Casa das Artes de V.N.Famalicão: Amor e Fúria


Pois vamos então hoje falar da grande banhada musical do meu historial de concertos.

O Amor. Desde os meus tempos de Viana, nas k7 dos meus amigos mais melómanos aqui e ali aparecia um rasto da música desolada dos Red House Painters, quantas vezes misturada com a vizinhança da 4AD (Cocteau Twins e quejandos). Aparte esses farrapos soltos eu conhecia mal a obra da banda. Não tinha ainda reforçado a escuridão de algumas noites ao som de Ocean Beach, e o tempo de Old Ramon não tinha chegado. Mais tarde o meu irmão Paulo arranjou lá para casa o duplo Retrospective, ao qual demorei a aderir, pelas vocalizações áridas e pelas guitarras antimelódicas, não tão longe assim do estilo dos American Music Club, mas sem dúvida com mais reverberação e delay, marca registada da 4AD, como ouvimos nos This Mortal Coil. Novos artistas da editora como os Beirut (boa música via minoria ruidosa) já perderam o respeito ao pedal. Como acontece invariavelmente comigo demorei a gostar dos Red House Painters, mas a insistência compensou os franzires de testa iniciais.

A Fúria. No dia 25 de Maio de 2005 V.N. de Famalicão era o alvo. Mark Kozelek (o mentor dos Red House Painters) tocaria nessa noite, com uma tal de Lisa Cerbone que teve a sua noite de glória. Chegamos ao concerto, tudo normal. Entramos na sala...tudo normal. Entrou uma loira de guitarra em punho, muito insegura, ok - temos de a aguentar até ao Mark. A loira toca uma, toca duas, toca três...e parece espantada pelo estoicismo do público assistindo à sua actuação sem arredar pé. Agradece, nervosíssima, esquece-se dos acordes...e continua. Nunca vira tamanha primeira parte, mas lá me aguentava, incrédulo, mais o Paulo. Intervalo, saímos da sala e cá fora temos um comunicado, que resumidamente dizia: O Kozelek pirou-se.
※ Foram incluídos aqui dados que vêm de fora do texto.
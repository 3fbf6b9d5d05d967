//! Axum router construction for the Observer API.
//!
//! Assembles all routes (REST + `WebSocket`) into a single [`Router`]
//! with CORS middleware enabled for cross-origin dashboard access.

use std::sync::Arc;

use axum::Router;
use axum::routing::{get, post};
use tower_http::cors::{Any, CorsLayer};
use tower_http::trace::TraceLayer;

use terrarium_core::HistoryReader;

use crate::handlers;
use crate::state::AppState;
use crate::ws;

/// Build the complete Axum router for the Observer server.
///
/// CORS is configured to allow any origin for development. In
/// production this should be restricted.
pub fn build_router<H: HistoryReader + 'static>(state: Arc<AppState<H>>) -> Router {
    let cors = CorsLayer::new()
        .allow_origin(Any)
        .allow_methods(Any)
        .allow_headers(Any);

    Router::new()
        // Status page
        .route("/", get(handlers::index))
        // WebSocket
        .route("/ws", get(ws::ws_updates))
        // REST API
        .route("/api/status", get(handlers::status))
        .route("/api/events", get(handlers::events))
        .route("/api/relationships", get(handlers::relationships))
        .route("/api/control/stop", post(handlers::stop))
        .route("/api/control/speed", post(handlers::set_speed))
        .route("/api/inject/event", post(handlers::inject_event))
        .route("/api/inject/message", post(handlers::inject_message))
        .layer(cors)
        .layer(TraceLayer::new_for_http())
        .with_state(state)
}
A moça da primeira parte pensara que nós sabíamos desde o início e que mesmo assim tínhamos decidido assistir a um concerto só dela sem reclamar o dinheiro dos bilhetes de volta.

A verdade foi que horas antes do concerto o Kozelek meteu-se num táxi, foi para o Porto e desapareceu do mapa astral. A parte oficiosa da história podem ler aqui. Estupefacto e furioso fiquei, e ainda não me esqueci do truque de só afixarem a comunicação a meio do concerto. Já não me lembro se voltamos à sala, ou se fomos logo embora, talvez o Paulo se lembre. Da Cerbone não ficou muita memória.

Foi assim a maior banhada em termos de concertos que tomei, seguida de perto pelo concerto do Morrisey no Coliseu do Porto.

Não deixo de pensar que a sala da Casa das Artes de V.N.Famalicão tem um je ne sais quoi de bizarro, porque entre artistas que desaparecem, outros que mandam o público levantar-se e visões de altas patentes da marinha a dançarem rancho fardadas, já não consigo escolher a melhor história. E foram só dois concertos. Estou ansioso por lá voltar.

Comentários

  1. Foi realmente um episódio de má memória essa cena com o Mark Kozelek. Entretanto Famalicão já me compensou com dois grandes concertos, um do Mark Eitzel sozinho à guitarra e outro do John Cale.
    Ainda não estou totalmente recomposto e ainda não fui devidamente ressarcido do episódio mais recente, em que o Malhão foi dançado por entre um mau concerto. Foi um choque, para mim que tenho boas memórias de ver um bom rancho a cada romaria. Ver o meu amigo Zequinha Gafanhoto dançar no Rancho de Sta. Cristina continua a ser o meu ideal de rancho. Um choque, foi o que foi.